飼い猫と、番犬。【完結】
「あれは結構なじゃじゃ馬だ、一筋縄じゃいかねぇぞ?」
脇息(キョウソク・肘置き)に凭れ、煙管片手ににやりと意地悪く微笑まれると、流石の迫力がある。
ちゅうか無駄にやらしいな自分。
鍛え上げられた逞しい体、役者のような整った顔立ち。群がる女共は数多といるだろうに何故アレなのかと少々疑問も湧くが……。
「まぁ暴れ馬手懐ける方がおもろいし?」
「確かにあいつも昔はよく竹刀振り回してきてたな」
ああ、そっちの趣味がちょい可笑しいねんな、了解や。
懐かしむように顎を擦る副長に即座に納得した。
とは言え何となく妙な親近感も覚える。
「ま、精々頑張んな。万一あいつが落ちたら認めてやるよ。
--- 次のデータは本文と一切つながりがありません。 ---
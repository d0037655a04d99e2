/// Schema migrations
///
/// Migrations live in `academy-shared/migrations/` and are embedded into the
/// binary at compile time, so the server can bring a fresh database up to
/// date on startup without shipping SQL files alongside it.

use sqlx::{migrate::Migrator, postgres::PgPool};
use tracing::{debug, info, warn};

static MIGRATOR: Migrator = sqlx::migrate!("./migrations");

/// Migration state of a database
#[derive(Debug, Clone, PartialEq, Eq, serde::Serialize)]
pub struct MigrationStatus {
    /// Applied successfully
    pub applied_migrations: usize,

    /// Embedded in this build
    pub known_migrations: usize,

    /// Latest applied version
    pub latest_version: Option<i64>,

    pub is_up_to_date: bool,
}

/// Number of migrations embedded in this build
pub fn known_migrations() -> usize {
    MIGRATOR.iter().count()
}

/// Applies all pending migrations
pub async fn run_migrations(pool: &PgPool) -> Result<(), sqlx::migrate::MigrateError> {
    info!(known = known_migrations(), "Running database migrations");

    MIGRATOR.run(pool).await.map_err(|e| {
        warn!(error = %e, "Migration failed");
        e
    })?;

    info!("Database migrations complete");
    Ok(())
}

/// Reads `_sqlx_migrations` and compares it with the embedded set
pub async fn get_migration_status(pool: &PgPool) -> Result<MigrationStatus, sqlx::Error> {
    let table_exists: bool = sqlx::query_scalar(
        "SELECT EXISTS (
            SELECT FROM information_schema.tables
            WHERE table_schema = 'public'
            AND table_name = '_sqlx_migrations'
        )",
    )
    .fetch_one(pool)
    .await?;

    let known = known_migrations();

    if !table_exists {
        debug!("Migrations table does not exist yet");
        return Ok(MigrationStatus {
            applied_migrations: 0,
            known_migrations: known,
            latest_version: None,
            is_up_to_date: known == 0,
        });
    }

    let (count, latest_version): (i64, Option<i64>) = sqlx::query_as(
        "SELECT COUNT(*), MAX(version) FROM _sqlx_migrations WHERE success = true",
    )
    .fetch_one(pool)
    .await?;

    let applied = usize::try_from(count).unwrap_or_default();

    Ok(MigrationStatus {
        applied_migrations: applied,
        known_migrations: known,
        latest_version,
        is_up_to_date: applied >= known,
    })
}

#[cfg(test)]
mod tests {
    use super::*;

    #[test]
    fn test_embedded_migrations() {
        assert_eq!(known_migrations(), 5);

        let versions: Vec<i64> = MIGRATOR.iter().map(|m| m.version).collect();
        let mut sorted = versions.clone();
        sorted.sort_unstable();
        assert_eq!(versions, sorted);
    }
}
それまで妙なことすんじゃねぇぞ?」
けれども次に向けられたのは、余裕のようでいて結構本気な鋭いその目。
まるで父親だと密かに突っ込み、俺もまた口許だけで笑ってみせた。
「確約はでけへんけどなるべく善処はします」
「……おい」
「俺も仕事あるさかい、そろそろお暇(イトマ)させてもらいますわ。ほな失礼します」
遠慮はせぇへん言うたしな。
一段と鋭利になった視線をかわし、素早く障子を滑らせる。
追ってくる気配も声もないのは了解の意とする。
それを確認すると、俺は直ぐ様屋根へと上がった。
頬を掠める風が冷たくて心地良い。
今交わしたばかりの会話を思い出し、改めて可笑しな宣言をしたものだと一人苦笑いした。
……別に、遊んどるだけやし。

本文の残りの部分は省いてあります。